A Cincinnati planning and engineering firm, Burgess & Niple Ltd., will be paid $737,607 to assist OKI in conducting the study, OKI's board - which includes Crisenbery - decided at their Thursday meeting.

Most of the money comes from the federal government, but Warren County contributed $100,000 and the cities of Mason and Lebanon and townships of Deerfield, Union and Hamilton chipped in another $100,000 total.

The start of the study comes just in time for Warren County commissioners, who have been trying to slow growth in their fast-growing county. At a public hearing late Thursday over new requirements for subdivisions, at least one resident accused commissioners of not planning enough for Warren's future, particularly when it comes to roads.

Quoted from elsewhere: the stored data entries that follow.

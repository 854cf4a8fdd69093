//! Integration tests for authentication and the token gate.
//!
//! These tests require:
//! - A running `PostgreSQL` database with migrations applied (`sg-cli migrate`)
//! - The API server running (`cargo run -p seagrape-api`)
//!
//! Run with: `cargo test -p seagrape-integration-tests -- --ignored`

use reqwest::StatusCode;
use serde_json::Value;
use uuid::Uuid;

use seagrape_integration_tests::TestContext;

#[tokio::test]
#[ignore = "Requires running API server and database"]
async fn missing_token_is_401_with_message() {
    let ctx = TestContext::new();

    let resp = ctx
        .client
        .get(ctx.url("/api/cart"))
        .send()
        .await
        .expect("cart request");
    assert_eq!(resp.status(), StatusCode::UNAUTHORIZED);

    let body: Value = resp.json().await.expect("error body");
    assert_eq!(body["message"], "access denied: no token provided");
}

#[tokio::test]
#[ignore = "Requires running API server and database"]
async fn garbage_token_is_400_with_message() {
    let ctx = TestContext::new();

    let resp = ctx
        .client
        .get(ctx.url("/api/cart"))
        .bearer_auth("definitely-not-a-jwt")
        .send()
        .await
        .expect("cart request");
    assert_eq!(resp.status(), StatusCode::BAD_REQUEST);

    let body: Value = resp.json().await.expect("error body");
    assert_eq!(body["message"], "invalid token");
}

#[tokio::test]
#[ignore = "Requires running API server and database"]
async fn register_login_and_use_token() {
    let ctx = TestContext::new();
    let (_, token) = ctx.register_and_login().await;

    let resp = ctx
        .client
        .get(ctx.url("/api/cart"))
        .bearer_auth(&token)
        .send()
        .await
        .expect("cart request");
    assert_eq!(resp.status(), StatusCode::OK);
}

#[tokio::test]
#[ignore = "Requires running API server and database"]
async fn duplicate_username_is_409() {
    let ctx = TestContext::new();
    let username = format!("it-{}", Uuid::new_v4().simple());
    let body = serde_json::json!({"username": username, "password": "long enough pw"});

    let resp = ctx
        .client
        .post(ctx.url("/api/auth/register"))
        .json(&body)
        .send()
        .await
        .expect("register request");
    assert_eq!(resp.status(), StatusCode::OK);

    let resp = ctx
        .client
        .post(ctx.url("/api/auth/register"))
        .json(&body)
        .send()
        .await
        .expect("register request");
    assert_eq!(resp.status(), StatusCode::CONFLICT);
}

#[tokio::test]
#[ignore = "Requires running API server and database"]
async fn wrong_password_is_401() {
    let ctx = TestContext::new();
    let (username, _) = ctx.register_and_login().await;

    let resp = ctx
        .client
        .post(ctx.url("/api/auth/login"))
        .json(&serde_json::json!({"username": username, "password": "wrong password"}))
        .send()
        .await
        .expect("login request");
    assert_eq!(resp.status(), StatusCode::UNAUTHORIZED);

    let body: Value = resp.json().await.expect("error body");
    assert_eq!(body["message"], "invalid credentials");
}
//! Launch listing proxy.
//!
//! # Data Flow
//! ```text
//! GET /launches?endpoint=…
//!     → handler.rs (extract method + raw query, log, metrics)
//!     → proxy.rs (method / token checks, orchestration)
//!     → query.rs (validate endpoint + location__ids, fill defaults)
//!     → upstream.rs (authenticated GET to the launch API)
//!     → projection.rs (reduce the payload, unless raw mode)
//!     → error.rs / rate_limit.rs (status + header translation)
//! ```
//!
//! # Design Decisions
//! - Client errors are detected before any network call
//! - The API token is injected once at construction, never read per request
//! - Upstream error bodies are never echoed to the caller

pub mod endpoint;
pub mod error;
pub mod handler;
pub mod projection;
pub mod proxy;
pub mod query;
pub mod rate_limit;
pub mod upstream;

pub use endpoint::LaunchEndpoint;
pub use error::LaunchError;
pub use proxy::LaunchProxy;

The claim has been repeatedly made in recent months as Warren, the second fastest-growing county in the state, copes with a housing boom.

"You're putting all your eggs in the basket of stopping the growth and none to prepare for it," George Butts, 72, of Turtlecreek Township, told commissioners.

Butts questioned why the Michael A. Fox Highway, which connects Hamilton to I-75, wasn't extended farther east to I-71 when the highway was built in the late 1990s.

Crisenbery responded that it was too expensive to purchase the land needed for the expressway's right of way, which would have cost about $280 million. Mason officials also had balked at a highway bisecting their community.

Now, if the connector road were found to be a good option, it likely would run farther north along I-75 than the Fox Highway, closer to Ohio 63, Crisenbery said. A tentative concept places it somewhere between Ohio 63 in Monroe and Lebanon and Fields Ertel Road in Deerfield Township, according to the Warren County Engineer's Office.

Once the study is complete and road improvements and new roads are identified, the county and OKI hope to put the plans on a regional master traffic list and then lobby federal officials for the funding to build.